Decades of research have shown promising results in helping us understand how certain foods affect brain health. The most commonly discussed brain health foods are those with antioxidant properties (cruciferous vegetables, berries, etc.) and high levels of omega-3 fatty acids (fish, olive and other oils, chia seeds, soybeans, etc.)
But additional research is emerging, linking nutrients not normally considered to cognitive improvement or decline. To help understand these links we asked Dr. Jim Painter, a nationally known speaker on leading-edge nutrition science from The University of Texas Health Sciences Center at Houston, a few key questions.

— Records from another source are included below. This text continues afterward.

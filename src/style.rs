//! # Style Values
//!
//! The value types carried by the cascading environment: color, font,
//! stroke, alignment, axis, truncation. These are plain data; how they
//! cascade is the environment's business, and how they turn into ink is
//! the renderer's.

use serde::{Deserialize, Serialize};

/// An RGBA color, components in 0.0 to 1.0.
#[derive(Debug, Clone, Copy, PartialEq, Serialize, Deserialize)]
pub struct Color {
    pub r: f64,
    pub g: f64,
    pub b: f64,
    pub a: f64,
}

impl Color {
    pub const BLACK: Color = Color {
        r: 0.0,
        g: 0.0,
        b: 0.0,
        a: 1.0,
    };
    pub const WHITE: Color = Color {
        r: 1.0,
        g: 1.0,
        b: 1.0,
        a: 1.0,
    };
    pub const RED: Color = Color {
        r: 0.8,
        g: 0.0,
        b: 0.0,
        a: 1.0,
    };
    pub const GRAY: Color = Color {
        r: 0.5,
        g: 0.5,
        b: 0.5,
        a: 1.0,
    };

    pub fn rgb(r: f64, g: f64, b: f64) -> Self {
        Color { r, g, b, a: 1.0 }
    }
}

/// A font request: family name, size in points, weight and slant.
/// Resolution to an actual face is the renderer's concern.
#[derive(Debug, Clone, PartialEq, Serialize, Deserialize)]
pub struct Font {
    pub family: String,
    pub size: f64,
    pub weight: u32,
    pub italic: bool,
}

impl Font {
    pub fn new(family: &str, size: f64) -> Self {
        Font {
            family: family.to_string(),
            size,
            weight: 400,
            italic: false,
        }
    }

    pub fn bold(mut self) -> Self {
        self.weight = 700;
        self
    }
}

impl Default for Font {
    fn default() -> Self {
        Font::new("Helvetica", 12.0)
    }
}

/// Stroke styling for lines, borders and shape outlines.
#[derive(Debug, Clone, Copy, PartialEq, Serialize, Deserialize)]
pub struct StrokeStyle {
    pub color: Color,
    pub width: f64,
}

impl Default for StrokeStyle {
    fn default() -> Self {
        StrokeStyle {
            color: Color::BLACK,
            width: 1.0,
        }
    }
}

/// Horizontal placement of content within a wider slot.
#[derive(Debug, Clone, Copy, Default, PartialEq, Serialize, Deserialize)]
pub enum HorizontalAlignment {
    #[default]
    Leading,
    Center,
    Trailing,
}

impl HorizontalAlignment {
    /// Offset fraction of the free space: 0 leading, 0.5 center, 1 trailing.
    pub fn fraction(&self) -> f64 {
        match self {
            HorizontalAlignment::Leading => 0.0,
            HorizontalAlignment::Center => 0.5,
            HorizontalAlignment::Trailing => 1.0,
        }
    }
}

/// Vertical placement of content within a taller slot.
#[derive(Debug, Clone, Copy, Default, PartialEq, Serialize, Deserialize)]
pub enum VerticalAlignment {
    #[default]
    Top,
    Center,
    Bottom,
}

impl VerticalAlignment {
    pub fn fraction(&self) -> f64 {
        match self {
            VerticalAlignment::Top => 0.0,
            VerticalAlignment::Center => 0.5,
            VerticalAlignment::Bottom => 1.0,
        }
    }
}

/// Two-axis alignment for frames, overlays and backgrounds.
#[derive(Debug, Clone, Copy, Default, PartialEq, Serialize, Deserialize)]
pub struct Alignment {
    pub horizontal: HorizontalAlignment,
    pub vertical: VerticalAlignment,
}

impl Alignment {
    pub const CENTER: Alignment = Alignment {
        horizontal: HorizontalAlignment::Center,
        vertical: VerticalAlignment::Center,
    };
    pub const TOP_LEADING: Alignment = Alignment {
        horizontal: HorizontalAlignment::Leading,
        vertical: VerticalAlignment::Top,
    };

    pub fn new(horizontal: HorizontalAlignment, vertical: VerticalAlignment) -> Self {
        Alignment {
            horizontal,
            vertical,
        }
    }
}

/// The main axis of the nearest enclosing stack. Dividers and spacers read
/// this from the environment to orient themselves.
#[derive(Debug, Clone, Copy, Default, PartialEq, Serialize, Deserialize)]
pub enum Axis {
    Horizontal,
    #[default]
    Vertical,
}

impl Axis {
    pub fn cross(&self) -> Axis {
        match self {
            Axis::Horizontal => Axis::Vertical,
            Axis::Vertical => Axis::Horizontal,
        }
    }
}

/// What to do with text that does not fit its slot.
#[derive(Debug, Clone, Copy, Default, PartialEq, Serialize, Deserialize)]
pub enum TextTruncation {
    /// Break into as many lines as needed.
    #[default]
    Wrap,
    /// Single line, cut at the slot edge.
    Clip,
    /// Single line, cut with a trailing ellipsis.
    Tail,
}

/// Geometry of a shape leaf. Fill and stroke come from the environment.
#[derive(Debug, Clone, Copy, PartialEq, Serialize, Deserialize)]
pub enum ShapeKind {
    Rectangle,
    RoundedRectangle { radius: f64 },
    Ellipse,
}

/// A table column descriptor: title, proportional width factor and the
/// horizontal alignment applied to cell content. Tables publish their
/// column list through the environment so nested cell content can see it.
#[derive(Debug, Clone, PartialEq, Serialize, Deserialize)]
pub struct TableColumn {
    pub title: String,
    pub width: f64,
    pub alignment: HorizontalAlignment,
}

impl TableColumn {
    pub fn new(title: &str, width: f64) -> Self {
        TableColumn {
            title: title.to_string(),
            width,
            alignment: HorizontalAlignment::Leading,
        }
    }

    pub fn aligned(mut self, alignment: HorizontalAlignment) -> Self {
        self.alignment = alignment;
        self
    }
}
// ── Measurement ─────────────────────────────────────────────────

/// Report the achievable size range for `block` under `proposal`. Pure
/// with respect to drawing; identical inputs yield identical output.
pub fn measure(
    block: &Block,
    ctx: &mut RenderContext<'_>,
    env: &Environment,
    proposal: Proposal,
) -> BlockSize {
    match block {
        Block::Empty | Block::PageBreak => BlockSize::ZERO,

        Block::Text(content) => ctx.renderer.measure_text(content, env, proposal),

        Block::PageNumber(format) => {
            let content = (format.0)(ctx.page_index.max(1), ctx.page_count);
            ctx.renderer.measure_text(&content, env, proposal)
        }

        // Shapes are fully flexible: they fill whatever they are offered.
        Block::Shape(_) => BlockSize::new(
            Size::ZERO,
            Size::new(proposal.width, proposal.height),
        ),

        Block::Divider => {
            let thickness = env.stroke.width;
            match env.layout_axis {
                Axis::Vertical => BlockSize::new(
                    Size::new(0.0, thickness),
                    Size::new(Proposal::bounded(proposal.width, 0.0), thickness),
                ),
                Axis::Horizontal => BlockSize::new(
                    Size::new(thickness, 0.0),
                    Size::new(thickness, Proposal::bounded(proposal.height, 0.0)),
                ),
            }
        }

        Block::Spacer { min_length } => {
            let size = match env.layout_axis {
                Axis::Vertical => Size::new(0.0, *min_length),
                Axis::Horizontal => Size::new(*min_length, 0.0),
            };
            BlockSize::fixed(size)
        }

        Block::Image { width, height, .. } => {
            let mut scale: f64 = 1.0;
            let pw = Proposal::bounded(proposal.width, *width);
            let ph = Proposal::bounded(proposal.height, *height);
            if *width > 0.0 {
                scale = scale.min(pw / width);
            }
            if *height > 0.0 {
                scale = scale.min(ph / height);
            }
            let scale = scale.min(1.0).max(0.0);
            BlockSize::fixed(Size::new(width * scale, height * scale))
        }

        Block::VStack {
            children,
            spacing,
            wrap,
            ..
        } => {
            let env2 = env.with_axis(Axis::Vertical);
            match disposition(ctx, env, *wrap) {
                Disposition::Forbidden(outer) => {
                    let marker = invalid_wrap_block(block.kind_name(), outer);
                    measure(&marker, ctx, env, proposal)
                }
                Disposition::Primary => fill_size(proposal),
                Disposition::Secondary | Disposition::Atomic => {
                    stack::natural_stack_size(ctx, &env2, children, Axis::Vertical, *spacing, proposal)
                }
                Disposition::Inline => {
                    stack::measure_stack(ctx, &env2, children, Axis::Vertical, *spacing, proposal)
                }
            }
        }

        Block::HStack {
            children, spacing, ..
        } => {
            let env2 = env.with_axis(Axis::Horizontal);
            stack::measure_stack(ctx, &env2, children, Axis::Horizontal, *spacing, proposal)
        }

        Block::ZStack { children, .. } => {
            let env2 = env.with_wrap_barrier("overlay");
            let flat = crate::model::flatten(children, &env2);
            let mut min = Size::ZERO;
            let mut max = Size::ZERO;
            for child in &flat {
                let m = measure(child, ctx, &env2, proposal);
                min.width = min.width.max(m.min.width);
                min.height = min.height.max(m.min.height);
                max.width = max.width.max(m.max.width);
                max.height = max.height.max(m.max.height);
            }
            BlockSize::new(min, max)
        }

        Block::Grid {
            children,
            columns,
            column_spacing,
            row_spacing,
            wrap,
        } => match disposition(ctx, env, *wrap) {
            Disposition::Forbidden(outer) => {
                let marker = invalid_wrap_block(block.kind_name(), outer);
                measure(&marker, ctx, env, proposal)
            }
            Disposition::Primary => fill_size(proposal),
            Disposition::Secondary | Disposition::Atomic => grid::measure_grid(
                ctx,
                env,
                children,
                *columns,
                *column_spacing,
                *row_spacing,
                proposal,
                false,
            ),
            Disposition::Inline => grid::measure_grid(
                ctx,
                env,
                children,
                *columns,
                *column_spacing,
                *row_spacing,
                proposal,
                true,
            ),
        },

        Block::Columns {
            children,
            count,
            spacing,
            wrap,
        } => match disposition(ctx, env, *wrap) {
            Disposition::Forbidden(outer) => {
                let marker = invalid_wrap_block(block.kind_name(), outer);
                measure(&marker, ctx, env, proposal)
            }
            Disposition::Primary => fill_size(proposal),
            other => {
                let flat = crate::model::flatten(children, env);
                let width = Proposal::bounded(proposal.width, 0.0);
                let col_w = columns::column_width(width, *count, *spacing);
                let heights = columns::natural_heights(ctx, env, &flat, col_w);
                let total: f64 = heights.iter().sum();
                let mut height = columns::balanced_height(&heights, *count, total);
                if other == Disposition::Inline {
                    height = height.min(Proposal::bounded(proposal.height, height));
                }
                BlockSize::fixed(Size::new(width, height))
            }
        },

        Block::Table(def) => {
            let env2 = table::table_env(def, env);
            match disposition(ctx, env, true) {
                Disposition::Forbidden(outer) => {
                    let marker = invalid_wrap_block(block.kind_name(), outer);
                    measure(&marker, ctx, env, proposal)
                }
                Disposition::Primary => fill_size(proposal),
                _ => {
                    let items = table::inline_items(def);
                    let width = Proposal::bounded(proposal.width, 0.0);
                    let height = wrap::natural_sequence_height(
                        ctx,
                        &env2,
                        &items,
                        width,
                        table::ROW_SPACING,
                    );
                    BlockSize::new(Size::ZERO, Size::new(width, height))
                }
            }
        }

        Block::Group(children) => {
            let env2 = env.with_axis(Axis::Vertical);
            stack::measure_stack(
                ctx,
                &env2,
                children,
                Axis::Vertical,
                Spacing::Fixed(0.0),
                proposal,
            )
        }

        Block::Page { content, .. } => measure(content, ctx, env, proposal),

        Block::Padding { insets, child } => {
            let env2 = env.with_wrap_barrier("padding");
            let inner = Proposal::new(
                (proposal.width - insets.horizontal()).max(0.0),
                (proposal.height - insets.vertical()).max(0.0),
            );
            let c = measure(child, ctx, &env2, inner);
            BlockSize::new(
                Size::new(
                    c.min.width + insets.horizontal(),
                    c.min.height + insets.vertical(),
                ),
                Size::new(
                    c.max.width + insets.horizontal(),
                    c.max.height + insets.vertical(),
                ),
            )
        }

        Block::Frame {
            width,
            height,
            child,
            ..
        } => {
            let env2 = env.with_wrap_barrier("frame");
            let inner = Proposal::new(
                width.unwrap_or(proposal.width),
                height.unwrap_or(proposal.height),
            );
            let c = measure(child, ctx, &env2, inner);
            let (w_min, w_max) = match width {
                Some(w) => (*w, *w),
                None => (c.min.width, c.max.width),
            };
            let (h_min, h_max) = match height {
                Some(h) => (*h, *h),
                None => (c.min.height, c.max.height),
            };
            BlockSize::new(Size::new(w_min, h_min), Size::new(w_max, h_max))
        }

        Block::Background { child, .. } => {
            let env2 = env.with_wrap_barrier("background");
            measure(child, ctx, &env2, proposal)
        }

        Block::Overlay { child, .. } => {
            let env2 = env.with_wrap_barrier("overlay");
            measure(child, ctx, &env2, proposal)
        }

        Block::Clipped { child } => {
            let env2 = env.with_wrap_barrier("clip");
            measure(child, ctx, &env2, proposal)
        }

        Block::Border { child, .. }
        | Block::Offset { child, .. }
        | Block::Opacity { child, .. }
        | Block::Rotation { child, .. }
        | Block::Proportional { child, .. } => measure(child, ctx, env, proposal),

        Block::Modified { apply, child } => {
            let apply = apply.clone();
            let env2 = env.with(move |e| apply(e));
            measure(child, ctx, &env2, proposal)
        }

        Block::Composite(_) => {
            let body = resolve(block.clone(), env);
            measure(&body, ctx, env, proposal)
        }
    }
}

How does excess sugar in your diet harm your brain?
Added sugar in your diet increases your LDL, or bad, cholesterol. LDL cholesterol can harm your arteries in your brain. Dr. Painter explains this connection in the video below.
What is your best advice for eating habits and brain health?
Dr. Painter’s best advice revolves around caring for your gut microbiome, aka the bacteria that lives in your digestive tract. By eating fiber-rich foods, you feed the good bacteria. Good bacteria produce butyrate, which has been shown to produce neuroprotective effects. Watch Dr. Painter’s answer for details.
Different sources of fiber yield different levels of butyrate, so be choosy when selecting fibrous foods to increase butyrate. Good choices include specific starches, like whole grains and legumes, and fructo-oligosaccharides (FOS) such as bananas, onions and asparagus.
When should people start eating for brain health?
At what age should we be looking to incorporate these healthy eating habits? Is any age too young or too old to start? Dr. Painter says it’s never too soon (or too late) and to start today!